Opinión

La primera piedra

La contaminación que nos rodea por todas partes es algo de lo que nadie duda. Este lamentable fenómeno se desglosa en varios niveles. Uno de ellos, cada vez más extendido, se refiere a la contaminación mental. Tal vez contribuye a su incremento la contaminación física ambiental, porque ya desde antiguo se sabe que en el ser humano opera la unidad entre cuerpo y mente.

La contaminación que nos rodea por todas partes es algo de lo que nadie duda. Este lamentable fenómeno se desglosa en varios niveles. Uno de ellos, cada vez más extendido, se refiere a la contaminación mental. Tal vez contribuye a su incremento la contaminación física ambiental, porque ya desde antiguo se sabe que en el ser humano opera la unidad entre cuerpo y mente.

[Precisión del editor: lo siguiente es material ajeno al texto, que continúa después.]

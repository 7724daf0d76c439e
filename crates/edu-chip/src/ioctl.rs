//! Control command numbers.
//!
//! Linux `_IOC` encoding: `dir << 30 | size << 16 | type << 8 | nr`.
//! Commands that exchange a value through user memory carry a 4-byte
//! `u32` payload; `RAISE_IRQ` and the two DMA commands take their argument
//! by value, but are still encoded as `_IOW` so the size field documents it.

/// Command type byte shared by every edu command.
pub const EDU_IOC_MAGIC: u8 = b'E';

const IOC_NONE: u32 = 0;
const IOC_WRITE: u32 = 1;
const IOC_READ: u32 = 2;

const fn ioc(dir: u32, ty: u8, nr: u8, size: u32) -> u32 {
    (dir << 30) | (size << 16) | ((ty as u32) << 8) | nr as u32
}

const U32_SIZE: u32 = 4;

/// `_IOR(EDU_IOC_MAGIC, 1, u32)`: read the identification register.
pub const EDU_IOCTL_IDENT: u32 = ioc(IOC_READ, EDU_IOC_MAGIC, 1, U32_SIZE);
/// `_IOWR(EDU_IOC_MAGIC, 2, u32)`: liveness round trip.
pub const EDU_IOCTL_LIVENESS: u32 = ioc(IOC_READ | IOC_WRITE, EDU_IOC_MAGIC, 2, U32_SIZE);
/// `_IOWR(EDU_IOC_MAGIC, 3, u32)`: factorial.
pub const EDU_IOCTL_FACTORIAL: u32 = ioc(IOC_READ | IOC_WRITE, EDU_IOC_MAGIC, 3, U32_SIZE);
/// `_IOR(EDU_IOC_MAGIC, 4, u32)`: wait for any interrupt.
pub const EDU_IOCTL_WAIT_IRQ: u32 = ioc(IOC_READ, EDU_IOC_MAGIC, 4, U32_SIZE);
/// `_IOW(EDU_IOC_MAGIC, 5, u32)`: raise an interrupt.
pub const EDU_IOCTL_RAISE_IRQ: u32 = ioc(IOC_WRITE, EDU_IOC_MAGIC, 5, U32_SIZE);
/// `_IOW(EDU_IOC_MAGIC, 6, u32)`: DMA from the shared buffer to the device.
pub const EDU_IOCTL_DMA_TO_DEVICE: u32 = ioc(IOC_WRITE, EDU_IOC_MAGIC, 6, U32_SIZE);
/// `_IOW(EDU_IOC_MAGIC, 7, u32)`: DMA from the device to the shared buffer.
pub const EDU_IOCTL_DMA_FROM_DEVICE: u32 = ioc(IOC_WRITE, EDU_IOC_MAGIC, 7, U32_SIZE);

/// Every defined command number.
pub const ALL_COMMANDS: &[u32] = &[
    EDU_IOCTL_IDENT,
    EDU_IOCTL_LIVENESS,
    EDU_IOCTL_FACTORIAL,
    EDU_IOCTL_WAIT_IRQ,
    EDU_IOCTL_RAISE_IRQ,
    EDU_IOCTL_DMA_TO_DEVICE,
    EDU_IOCTL_DMA_FROM_DEVICE,
];

/// Command type byte of an encoded number.
#[must_use]
pub const fn ioc_type(cmd: u32) -> u8 {
    ((cmd >> 8) & 0xFF) as u8
}

/// Sequence number of an encoded command.
#[must_use]
pub const fn ioc_nr(cmd: u32) -> u8 {
    (cmd & 0xFF) as u8
}

/// Whether the command hands a result back through its argument.
#[must_use]
pub const fn returns_value(cmd: u32) -> bool {
    (cmd >> 30) & IOC_READ != 0
}

/// Whether the command carries no payload at all.
#[must_use]
pub const fn is_bare(cmd: u32) -> bool {
    cmd >> 30 == IOC_NONE
}

#[cfg(test)]
mod tests {
    use super::*;

    #[test]
    fn command_numbers_unique() {
        for (i, a) in ALL_COMMANDS.iter().enumerate() {
            assert_eq!(ioc_type(*a), EDU_IOC_MAGIC);
            assert!(!is_bare(*a));
            for b in &ALL_COMMANDS[i + 1..] {
                assert_ne!(a, b);
            }
        }
    }

    #[test]
    fn linux_encoding() {
        // _IOR('E', 1, u32)
        assert_eq!(EDU_IOCTL_IDENT, 0x8004_4501);
        // _IOW('E', 5, u32)
        assert_eq!(EDU_IOCTL_RAISE_IRQ, 0x4004_4505);
        assert_eq!(ioc_nr(EDU_IOCTL_DMA_FROM_DEVICE), 7);
    }

    #[test]
    fn direction_bits() {
        assert!(returns_value(EDU_IOCTL_FACTORIAL));
        assert!(returns_value(EDU_IOCTL_WAIT_IRQ));
        assert!(!returns_value(EDU_IOCTL_RAISE_IRQ));
        assert!(!returns_value(EDU_IOCTL_DMA_TO_DEVICE));
    }
}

Tratando de la contaminación mental, podemos aludir sin ningún escrúpulo a la corrupción. Ha existido siempre, existe y existirá en la vida pública y en la privada. El desarrollo informativo del tiempo presente nos da a conocer infinidad de casos, todos lamentables y vergonzosos porque afectan a personas cuyo oficio debiera ser el bien común. Está claro que aludo a los políticos y a las grandes empresas financieras. ¿Cuántas actuaciones legales, aprobadas por los primeros en beneficio de las segundas, son inmorales?

En ambas esferas, pública y privada, aparecen sucesivamente enredos y complicaciones que van saliendo a la luz merced al trabajo denodado de algunos periodistas de investigación, aunque en otros casos se trata de simples venganzas de sujetos que no alcanzaron sus expectativas dentro de la maraña corrupta a la que pertenecían. Resulta ocioso citar nombres y casos que están al alcance de cualquier persona interesada por la cuestión. Esa es la parcela social, colectiva y mediática a que la mayoría nos referimos al tratar de la corrupción. Que hay que perseguir y castigar, porque los humanos reaccionamos mejor al palo que a la reflexión consciente.

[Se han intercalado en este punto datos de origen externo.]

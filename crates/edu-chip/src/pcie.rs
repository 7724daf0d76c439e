//! PCI identifiers.

/// QEMU vendor ID (`lspci: 1234:xxxx`).
pub const QEMU_VENDOR_ID: u16 = 0x1234;

/// Device IDs for the edu family.
pub mod device_id {
    /// edu educational device (`lspci: 1234:11e8`).
    pub const EDU: u16 = 0x11E8;
}

/// Format a `vendor:device` string for use with `lspci -d`.
#[must_use]
pub fn lspci_filter() -> String {
    format!("{:04x}:{:04x}", QEMU_VENDOR_ID, device_id::EDU)
}

/// Whether a vendor/device pair names an edu device.
#[must_use]
pub const fn is_edu(vendor: u16, device: u16) -> bool {
    vendor == QEMU_VENDOR_ID && device == device_id::EDU
}

#[cfg(test)]
mod tests {
    use super::*;

    #[test]
    fn lspci_filter_format() {
        assert_eq!(lspci_filter(), "1234:11e8");
    }

    #[test]
    fn matches_only_edu() {
        assert!(is_edu(0x1234, 0x11e8));
        assert!(!is_edu(0x1234, 0x1111));
        assert!(!is_edu(0x1e7c, 0x11e8));
    }
}
//! Attached device and per-client sessions
//!
//! [`EduDevice::attach`] brings one device up: it allocates the shared DMA
//! buffer, checks the identification register and starts the interrupt
//! dispatcher thread. Clients then [`open`](EduDevice::open) any number of
//! [`Session`]s; all of them share the device, its buffer and its last-event
//! cell.

use crate::backend::{BackendType, EduBackend, InterruptSource};
use crate::completion::{ArmedWait, CancelToken, CompletionChannel};
use crate::config::EduConfig;
use crate::dma::{expose, DmaBuffer, MappedView};
use crate::error::Result;
use crate::protocol::{CommandEngine, Direction};
use crate::request::{Reply, Request};
use edu_chip::ident::DeviceIdentity;
use std::sync::Arc;
use std::thread::JoinHandle;
use tracing::{debug, error, info, warn};

/// Interrupt dispatcher: the only place interrupts are serviced.
fn dispatch_interrupts(engine: &CommandEngine, source: &dyn InterruptSource) {
    loop {
        match source.wait() {
            Ok(true) => {}
            Ok(false) => break,
            Err(e) => {
                engine.mark_faulted(&e);
                break;
            }
        }
        if let Err(e) = engine.service_interrupt() {
            error!("Interrupt service failed: {e}");
            break;
        }
        if let Err(e) = source.unmask() {
            engine.mark_faulted(&e);
            break;
        }
    }
    debug!("Interrupt dispatcher stopped");
}

/// An attached edu device
#[derive(Debug)]
pub struct EduDevice {
    engine: Arc<CommandEngine>,
    interrupts: Arc<dyn InterruptSource>,
    dispatcher: Option<JoinHandle<()>>,
    identity: DeviceIdentity,
}

impl EduDevice {
    /// Attach to the device behind `backend`.
    ///
    /// # Errors
    ///
    /// Returns `InvalidArgument` for a bad configuration, `OutOfMemory` or
    /// `AddressNotSupported` if the shared buffer cannot be set up, `BusFault`
    /// if the device does not respond, or an error from interrupt setup.
    pub fn attach(backend: Arc<dyn EduBackend>, config: &EduConfig) -> Result<Self> {
        config.validate()?;

        let buffer = DmaBuffer::allocate(backend.as_ref(), config.dma_capacity, config.dma_bits)?;
        let channel = Arc::new(CompletionChannel::new());
        let engine = Arc::new(CommandEngine::new(backend, buffer, channel));

        let identity = DeviceIdentity::from_raw(engine.identify()?);
        if !identity.is_genuine() {
            warn!(
                "Unexpected identification signature {:#04x} (expected {:#04x})",
                identity.signature,
                edu_chip::ident::SIGNATURE
            );
        }

        let interrupts = engine.backend().interrupts()?;
        let dispatcher = {
            let engine = Arc::clone(&engine);
            let source = Arc::clone(&interrupts);
            std::thread::Builder::new()
                .name("edu-irq".into())
                .spawn(move || dispatch_interrupts(&engine, source.as_ref()))?
        };

        info!(
            "Attached {identity} via {} backend, DMA bus {:#x}",
            engine.backend_type(),
            engine.buffer().bus_address()
        );

        Ok(Self {
            engine,
            interrupts,
            dispatcher: Some(dispatcher),
            identity,
        })
    }

    /// Open a new client session.
    pub fn open(&self) -> Session {
        Session {
            engine: Arc::clone(&self.engine),
            cancel: CancelToken::new(Arc::clone(self.engine.channel())),
        }
    }

    /// Identity read at attach
    pub const fn identity(&self) -> DeviceIdentity {
        self.identity
    }

    /// Get backend type for debugging
    pub fn backend_type(&self) -> BackendType {
        self.engine.backend_type()
    }

    /// Whether a bus fault has made the device unusable.
    pub fn is_faulted(&self) -> bool {
        self.engine.is_faulted()
    }

    /// Bus address of the shared DMA buffer
    pub fn dma_bus_address(&self) -> u64 {
        self.engine.buffer().bus_address()
    }

    /// Stop interrupt delivery and release the device.
    ///
    /// Open sessions fail every later operation; mapped views stay readable
    /// until dropped.
    pub fn detach(mut self) {
        self.shutdown();
    }

    fn shutdown(&mut self) {
        let Some(dispatcher) = self.dispatcher.take() else {
            return;
        };
        self.engine.retire();
        self.interrupts.shutdown();
        if dispatcher.join().is_err() {
            error!("Interrupt dispatcher panicked");
        }
        info!("Detached {}", self.identity);
    }
}

impl Drop for EduDevice {
    fn drop(&mut self) {
        self.shutdown();
    }
}

/// One client's handle on an attached device
///
/// Operations block the calling thread; a [`CancelToken`] from
/// [`canceller`](Self::canceller) interrupts them from another thread.
#[derive(Debug)]
pub struct Session {
    engine: Arc<CommandEngine>,
    cancel: CancelToken,
}

impl Session {
    /// Read the identification register.
    ///
    /// # Errors
    ///
    /// Returns `BusFault` if the device does not respond.
    pub fn identify(&self) -> Result<u32> {
        self.engine.identify()
    }

    /// Liveness round trip: returns the bitwise inverse of `value`.
    ///
    /// # Errors
    ///
    /// Returns `Cancelled` if cancelled while queued behind another
    /// operation, `BusFault` if the device does not respond.
    pub fn liveness(&self, value: u32) -> Result<u32> {
        self.engine.liveness(value, &self.cancel)
    }

    /// `n!` modulo 2^32, computed by the device.
    ///
    /// # Errors
    ///
    /// Returns `Cancelled` if cancelled before completion, `BusFault` if the
    /// device does not respond.
    pub fn factorial(&self, n: u32) -> Result<u32> {
        self.engine.factorial(n, &self.cancel)
    }

    /// Ask the device to raise interrupt bits `value`.
    ///
    /// # Errors
    ///
    /// Returns `Cancelled` if cancelled while queued, `BusFault` if the
    /// device does not respond.
    pub fn raise_irq(&self, value: u32) -> Result<()> {
        self.engine.raise_irq(value, &self.cancel)
    }

    /// Block until the next interrupt and return its status value.
    ///
    /// # Errors
    ///
    /// Returns `Cancelled` if cancelled first, `BusFault` if delivery stops.
    pub fn wait_for_any_event(&self) -> Result<u32> {
        self.engine.wait_for_any_event(self.cancel.clone())
    }

    /// Start capturing interrupts now, to wait for them later.
    ///
    /// ```no_run
    /// # fn demo(session: &edu_driver::Session) -> edu_driver::Result<()> {
    /// let armed = session.arm_event_wait()?;
    /// session.raise_irq(0x8000)?;
    /// assert_eq!(armed.wait()?, 0x8000);
    /// # Ok(())
    /// # }
    /// ```
    ///
    /// # Errors
    ///
    /// Returns `BusFault` if the device is unusable.
    pub fn arm_event_wait(&self) -> Result<ArmedWait> {
        self.engine.arm(self.cancel.clone())
    }

    /// DMA `len` bytes from the shared buffer into the device.
    ///
    /// # Errors
    ///
    /// Returns `InvalidArgument` for a zero or oversized length,
    /// `AddressNotSupported` if the buffer is above 4 GiB, `Cancelled` or `BusFault`.
    pub fn dma_to_device(&self, len: u32) -> Result<()> {
        self.engine.dma(Direction::ToDevice, len, &self.cancel)
    }

    /// DMA `len` bytes from the device into the shared buffer.
    ///
    /// # Errors
    ///
    /// As [`dma_to_device`](Self::dma_to_device).
    pub fn dma_from_device(&self, len: u32) -> Result<()> {
        self.engine.dma(Direction::FromDevice, len, &self.cancel)
    }

    /// Map the shared DMA buffer into the caller.
    ///
    /// # Errors
    ///
    /// Returns `InvalidArgument` unless `offset == 0` and `len` fits the buffer.
    pub fn map_buffer(&self, offset: u64, len: usize) -> Result<MappedView> {
        expose(self.engine.buffer(), offset, len)
    }

    /// Handle that cancels this session's blocking waits from another thread.
    pub fn canceller(&self) -> CancelToken {
        self.cancel.clone()
    }

    /// Run a decoded request.
    ///
    /// # Errors
    ///
    /// Whatever the underlying operation returns.
    pub fn dispatch(&self, request: Request) -> Result<Reply> {
        Ok(match request {
            Request::Identify => Reply::Value(self.identify()?),
            Request::Liveness(value) => Reply::Value(self.liveness(value)?),
            Request::Factorial(n) => Reply::Value(self.factorial(n)?),
            Request::WaitIrq => Reply::Value(self.wait_for_any_event()?),
            Request::RaiseIrq(value) => {
                self.raise_irq(value)?;
                Reply::Done
            }
            Request::DmaToDevice(len) => {
                self.dma_to_device(len)?;
                Reply::Done
            }
            Request::DmaFromDevice(len) => {
                self.dma_from_device(len)?;
                Reply::Done
            }
        })
    }

    /// Command-number entry point: decode, run, and write any result back
    /// into `arg`.
    ///
    /// # Errors
    ///
    /// Returns `UnknownCommand` for an unrecognized number, otherwise whatever
    /// the operation returns. `arg` is left untouched on error.
    pub fn ioctl(&self, cmd: u32, arg: &mut u32) -> Result<()> {
        let request = Request::decode(cmd, *arg)?;
        if let Reply::Value(value) = self.dispatch(request)? {
            *arg = value;
        }
        Ok(())
    }
}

Pero hay un enfoque filosófico que explica, aunque no justifica, este fenómeno. Toda la naturaleza, incluida nuestra especie, se halla en un proceso de corrupción. Se corrompen los organismos por la propia dinámica de su desarrollo. Si ya los filósofos, con Heidegger a la cabeza, proclamaron que el hombre es un ser para la muerte, queda claro que desde que nacemos iniciamos un proceso de corrupción orgánica que concluirá con la desaparición de nuestra entidad corporal. Y lo mismo ocurre con las plantas, las construcciones (baste recordar la aluminosis de los edificios), la oxidación de los metales y demás deterioros de la llamada naturaleza inanimada, que no lo es tal. Se corrompen las rocas al desintegrarse, aunque sea en un proceso lento, solo observable a largo plazo.

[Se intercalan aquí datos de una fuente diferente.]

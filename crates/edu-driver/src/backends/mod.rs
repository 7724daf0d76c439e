//! edu backend implementations
//!
//! Two backends available:
//! - **VFIO** ([`crate::vfio::VfioBackend`]): BAR mmap, IOMMU-mapped DMA and
//!   eventfd interrupts for a device bound to `vfio-pci`
//! - **Simulated**: in-process device model for CI and development

pub mod simulated;

pub use simulated::SimulatedEdu;
// SPDX-License-Identifier: AGPL-3.0-only

//! Simulated edu device
//!
//! An in-process model of the edu PCI function, register-compatible with the
//! hardware. It lets the full protocol stack (completion channel, command
//! engine, sessions) run in CI and in development without a VFIO-bound device.
//!
//! ## Device model
//!
//! - `IDENT` reads `0x010000ed`; `LIVENESS` reads back the inverse of the last write.
//! - Writing `FACTORIAL` sets `COMPUTING`; a worker thread computes `n!` with
//!   32-bit wrapping after [`SimConfig::factorial_latency`], clears `COMPUTING`
//!   and raises interrupt bit `0x1` if `STATUS.0x80` is armed. Writes while
//!   computing are ignored.
//! - `IRQ_RAISE` ORs into `IRQ_STATUS`, `IRQ_ACK` clears bits. The line is
//!   level-triggered: it stays asserted while any status bit is set and
//!   re-fires on unmask.
//! - The DMA engine moves bytes between registered host buffers and a 4 KiB
//!   device window at `0x40000`. Host addresses are truncated to the
//!   configured DMA width. A transfer outside the window or into unmapped
//!   host memory faults the device, after which every register access fails.
//!
//! ## Timing
//!
//! ```text
//! write FACTORIAL ── latency ──▶ clear COMPUTING, IRQ 0x1
//! write DMA_CMD   ── latency ──▶ copy, clear START, IRQ 0x100
//! ```

use crate::backend::{BackendType, EduBackend, InterruptSource};
use crate::config::SimConfig;
use crate::dma::DmaBuffer;
use crate::error::{EduError, Result};
use crate::mmio::RegisterFile;
use edu_chip::bar::bar0;
use edu_chip::ident::EDU_1_0;
use edu_chip::regs::{
    dma_cmd, dma_mask, irq, status, DEFAULT_DMA_BITS, DMA_BUF_DEVICE_OFFSET, DMA_BUF_SIZE,
    DMA_CMD, DMA_DST, DMA_SRC, DMA_XFER, FACTORIAL, IDENT, IRQ_ACK, IRQ_RAISE, IRQ_STATUS,
    LIVENESS, STATUS,
};
use parking_lot::{Condvar, Mutex};
use std::collections::BTreeMap;
use std::sync::{Arc, Weak};
use std::thread::JoinHandle;
use std::time::Instant;
use tracing::{debug, info, warn};

/// Host memory the simulated device can reach, by bus address
#[derive(Debug, Clone, Copy)]
struct HostRegion {
    /// Host virtual address, stored as an integer so the state stays `Send`
    vaddr: usize,
    len: usize,
}

#[derive(Debug)]
struct DeviceState {
    liveness: u32,
    factorial: u32,
    status: u32,
    irq_status: u32,
    dma_src: u64,
    dma_dst: u64,
    dma_len: u64,
    dma_cmd: u32,
    window: Box<[u8]>,

    factorial_due: Option<Instant>,
    dma_due: Option<Instant>,

    /// Interrupt line: a notification is waiting to be consumed
    irq_pending: bool,
    /// Interrupt line: delivery disabled until unmasked
    irq_masked: bool,
    /// Interrupt line: consumer detached
    irq_closed: bool,

    regions: BTreeMap<u64, HostRegion>,
    next_bus: u64,
    allocated: usize,

    fault: Option<String>,
    shutdown: bool,
}

#[derive(Debug)]
struct SimCore {
    state: Mutex<DeviceState>,
    /// Wakes the device worker when work is scheduled
    worker: Condvar,
    /// Wakes the interrupt consumer
    line: Condvar,
    config: SimConfig,
    dma_mask: u64,
}

fn factorial(n: u32) -> u32 {
    (1..=n).fold(1u32, u32::wrapping_mul)
}

fn in_window(addr: u64, len: u64) -> bool {
    let start = u64::from(DMA_BUF_DEVICE_OFFSET);
    let end = start + DMA_BUF_SIZE as u64;
    addr >= start && addr.checked_add(len).is_some_and(|last| last <= end)
}

impl SimCore {
    /// Raise interrupt bits and assert the line.
    fn raise(&self, state: &mut DeviceState, bits: u32) {
        state.irq_status |= bits;
        self.assert_line(state);
    }

    fn assert_line(&self, state: &mut DeviceState) {
        if state.irq_status != 0 && !state.irq_masked {
            state.irq_pending = true;
            state.irq_masked = true;
            self.line.notify_all();
        }
    }

    fn fault(&self, state: &mut DeviceState, reason: String) {
        warn!("Simulated device fault: {reason}");
        state.fault = Some(reason);
        self.worker.notify_all();
        self.line.notify_all();
    }

    fn host_region(&self, state: &DeviceState, bus: u64, len: usize) -> Option<usize> {
        let (base, region) = state.regions.range(..=bus).next_back()?;
        let offset = usize::try_from(bus - base).ok()?;
        (offset.checked_add(len)? <= region.len).then_some(region.vaddr + offset)
    }

    fn finish_factorial(&self, state: &mut DeviceState) {
        state.factorial = factorial(state.factorial);
        state.status &= !status::COMPUTING;
        debug!("Simulated factorial done: {}", state.factorial);
        if state.status & status::RAISE_IRQ_ARM != 0 {
            self.raise(state, irq::FACTORIAL);
        }
    }

    #[allow(clippy::cast_possible_truncation)]
    fn finish_dma(&self, state: &mut DeviceState) {
        if state.dma_cmd & dma_cmd::START_XFER == 0 {
            return;
        }
        let len = state.dma_len as usize;
        let to_device = state.dma_cmd & dma_cmd::DEVICE_TO_RAM == 0;
        let (device_addr, host_bus) = if to_device {
            (state.dma_dst, state.dma_src & self.dma_mask)
        } else {
            (state.dma_src, state.dma_dst & self.dma_mask)
        };

        if !in_window(device_addr, state.dma_len) {
            self.fault(
                state,
                format!("DMA range {device_addr:#x}+{len:#x} outside device window"),
            );
            return;
        }
        let Some(host) = self.host_region(state, host_bus, len) else {
            self.fault(state, format!("DMA to unmapped bus address {host_bus:#x}+{len:#x}"));
            return;
        };

        let window_offset = (device_addr - u64::from(DMA_BUF_DEVICE_OFFSET)) as usize;
        let window = &mut state.window[window_offset..window_offset + len];
        // SAFETY: host_region() checked [host, host + len) lies inside a live
        // registered buffer; buffers unregister before their memory is freed and
        // both happen under the state lock this thread holds.
        unsafe {
            if to_device {
                std::ptr::copy_nonoverlapping(host as *const u8, window.as_mut_ptr(), len);
            } else {
                std::ptr::copy_nonoverlapping(window.as_ptr(), host as *mut u8, len);
            }
        }
        debug!(
            "Simulated DMA {} {len} bytes, host={host_bus:#x}",
            if to_device { "to device" } else { "from device" }
        );

        state.dma_cmd &= !dma_cmd::START_XFER;
        if state.dma_cmd & dma_cmd::RAISE_IRQ != 0 {
            self.raise(state, irq::DMA);
        }
    }

    fn run(&self) {
        let mut state = self.state.lock();
        loop {
            if state.shutdown || state.fault.is_some() {
                break;
            }

            let now = Instant::now();
            if state.factorial_due.is_some_and(|due| due <= now) {
                state.factorial_due = None;
                self.finish_factorial(&mut state);
            }
            if state.dma_due.is_some_and(|due| due <= now) {
                state.dma_due = None;
                self.finish_dma(&mut state);
            }

            match [state.factorial_due, state.dma_due].into_iter().flatten().min() {
                Some(due) => {
                    self.worker.wait_until(&mut state, due);
                }
                None => self.worker.wait(&mut state),
            }
        }
        debug!("Simulated device worker stopped");
    }

    fn check_access(state: &DeviceState, offset: usize) -> Result<()> {
        if let Some(reason) = &state.fault {
            return Err(EduError::bus_fault(format!("device faulted: {reason}")));
        }
        if offset % 4 != 0 || offset + 4 > bar0::SIZE as usize {
            return Err(EduError::bus_fault(format!(
                "register access at {offset:#x} outside BAR0"
            )));
        }
        Ok(())
    }
}

/// Software model of the edu device.
#[derive(Debug)]
pub struct SimulatedEdu {
    core: Arc<SimCore>,
    worker: Option<JoinHandle<()>>,
}

impl SimulatedEdu {
    /// Create a simulated device whose DMA engine addresses `dma_bits` bits.
    pub fn new(config: SimConfig, dma_bits: u8) -> Self {
        let core = Arc::new(SimCore {
            state: Mutex::new(DeviceState {
                liveness: 0,
                factorial: 0,
                status: 0,
                irq_status: 0,
                dma_src: 0,
                dma_dst: 0,
                dma_len: 0,
                dma_cmd: 0,
                window: vec![0u8; DMA_BUF_SIZE].into_boxed_slice(),
                factorial_due: None,
                dma_due: None,
                irq_pending: false,
                irq_masked: false,
                irq_closed: false,
                regions: BTreeMap::new(),
                next_bus: config.bus_base,
                allocated: 0,
                fault: None,
                shutdown: false,
            }),
            worker: Condvar::new(),
            line: Condvar::new(),
            dma_mask: dma_mask(dma_bits),
            config,
        });

        let worker = {
            let core = Arc::clone(&core);
            std::thread::Builder::new()
                .name("edu-sim".into())
                .spawn(move || core.run())
                .map_err(|e| warn!("Simulated device worker failed to start: {e}"))
                .ok()
        };

        info!("Simulated edu device created (dma_bits={dma_bits})");
        Self { core, worker }
    }

    /// Make the device stop responding, as if it fell off the bus.
    pub fn inject_bus_fault(&self) {
        let mut state = self.core.state.lock();
        self.core.fault(&mut state, "injected bus fault".into());
    }

    /// Copy of the device-side DMA window.
    pub fn device_window(&self) -> Vec<u8> {
        self.core.state.lock().window.to_vec()
    }

    /// Bytes of DMA memory currently handed out.
    pub fn allocated(&self) -> usize {
        self.core.state.lock().allocated
    }
}

impl Default for SimulatedEdu {
    fn default() -> Self {
        Self::new(SimConfig::default(), DEFAULT_DMA_BITS)
    }
}

impl RegisterFile for SimulatedEdu {
    fn read32(&self, offset: usize) -> Result<u32> {
        let state = self.core.state.lock();
        SimCore::check_access(&state, offset)?;
        #[allow(clippy::cast_possible_truncation)]
        let value = match offset {
            IDENT => EDU_1_0,
            LIVENESS => state.liveness,
            FACTORIAL => state.factorial,
            STATUS => state.status,
            IRQ_STATUS => state.irq_status,
            DMA_SRC => state.dma_src as u32,
            DMA_DST => state.dma_dst as u32,
            DMA_XFER => state.dma_len as u32,
            DMA_CMD => state.dma_cmd,
            _ => u32::MAX,
        };
        Ok(value)
    }

    fn write32(&self, offset: usize, value: u32) -> Result<()> {
        let mut state = self.core.state.lock();
        SimCore::check_access(&state, offset)?;
        let core = &self.core;
        let dma_idle = state.dma_cmd & dma_cmd::START_XFER == 0;

        match offset {
            LIVENESS => state.liveness = !value,
            FACTORIAL => {
                if state.status & status::COMPUTING == 0 {
                    state.factorial = value;
                    state.status |= status::COMPUTING;
                    state.factorial_due = Some(Instant::now() + core.config.factorial_latency);
                    core.worker.notify_all();
                }
            }
            STATUS => {
                if value & status::RAISE_IRQ_ARM != 0 {
                    state.status |= status::RAISE_IRQ_ARM;
                } else {
                    state.status &= !status::RAISE_IRQ_ARM;
                }
            }
            IRQ_RAISE => core.raise(&mut state, value),
            IRQ_ACK => state.irq_status &= !value,
            DMA_SRC if dma_idle => state.dma_src = u64::from(value),
            DMA_DST if dma_idle => state.dma_dst = u64::from(value),
            DMA_XFER if dma_idle => state.dma_len = u64::from(value),
            DMA_CMD if dma_idle => {
                state.dma_cmd = value;
                if value & dma_cmd::START_XFER != 0 {
                    state.dma_due = Some(Instant::now() + core.config.dma_latency);
                    core.worker.notify_all();
                }
            }
            _ => {}
        }
        Ok(())
    }
}

impl EduBackend for SimulatedEdu {
    fn alloc_dma(&self, capacity: usize) -> Result<DmaBuffer> {
        let mut state = self.core.state.lock();
        if let Some(limit) = self.core.config.memory_limit {
            if state.allocated.saturating_add(capacity) > limit {
                return Err(EduError::OutOfMemory {
                    requested: capacity,
                });
            }
        }

        let bus = state.next_bus;
        let weak: Weak<SimCore> = Arc::downgrade(&self.core);
        let buffer = DmaBuffer::host(
            capacity,
            bus,
            Some(Box::new(move |bus| {
                if let Some(core) = weak.upgrade() {
                    let mut state = core.state.lock();
                    if let Some(region) = state.regions.remove(&bus) {
                        state.allocated -= region.len;
                    }
                }
            })),
        )?;

        state.regions.insert(
            bus,
            HostRegion {
                vaddr: buffer.as_ptr() as usize,
                len: capacity,
            },
        );
        state.allocated += capacity;
        state.next_bus = bus + (capacity.div_ceil(4096) * 4096) as u64;
        debug!("Simulated DMA allocation: bus={bus:#x}, capacity={capacity}");
        Ok(buffer)
    }

    fn interrupts(&self) -> Result<Arc<dyn InterruptSource>> {
        self.core.state.lock().irq_closed = false;
        Ok(Arc::new(SimInterrupts {
            core: Arc::clone(&self.core),
        }))
    }

    fn backend_type(&self) -> BackendType {
        BackendType::Simulated
    }
}

impl Drop for SimulatedEdu {
    fn drop(&mut self) {
        {
            let mut state = self.core.state.lock();
            state.shutdown = true;
            self.core.worker.notify_all();
            self.core.line.notify_all();
        }
        if let Some(worker) = self.worker.take() {
            let _ = worker.join();
        }
    }
}

/// Interrupt line of the simulated device
#[derive(Debug)]
struct SimInterrupts {
    core: Arc<SimCore>,
}

impl InterruptSource for SimInterrupts {
    fn wait(&self) -> Result<bool> {
        let mut state = self.core.state.lock();
        loop {
            if state.shutdown || state.irq_closed {
                return Ok(false);
            }
            if let Some(reason) = &state.fault {
                return Err(EduError::bus_fault(format!("device faulted: {reason}")));
            }
            if state.irq_pending {
                state.irq_pending = false;
                return Ok(true);
            }
            self.core.line.wait(&mut state);
        }
    }

    fn unmask(&self) -> Result<()> {
        let mut state = self.core.state.lock();
        state.irq_masked = false;
        self.core.assert_line(&mut state);
        Ok(())
    }

    fn shutdown(&self) {
        let mut state = self.core.state.lock();
        state.irq_closed = true;
        self.core.line.notify_all();
    }
}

Todas estas consideraciones quieren desembocar en algo más concreto: la corrupción personal de la que todos somos sujetos activos. Si nos examinamos a fondo, podemos hallar en nuestra vida momentos y circunstancias en los que hemos practicado la corrupción, tal vez en grado menor cuantitativamente hablando, pero no menos culpable cualitativamente considerada. ¿Quién no ha pagado una cuenta sin IVA? ¿Quién no ha utilizado el teléfono de su trabajo para una llamada particular? ¿Quién no ha dedicado tiempo laboral a asuntos propios no autorizados? ¿Quién no ha falseado una declaración de la renta si ha estado en su mano? ¿Quién no ha cobrado en negro si le ha sido posible? ¿Quién no ha mentido alguna vez? Hay muchas más preguntas de este tenor.

Alguien dirá que no son cosas graves, que no sea tan estricto. De acuerdo. Pero la corrupción es censurable a todos los niveles, y solemos ver fácilmente la paja en el ojo ajeno, aunque sea tremenda, tipo viga. Termino recordando lo que dijo un hombre sabio: quien esté libre de culpa, que tire la primera piedra.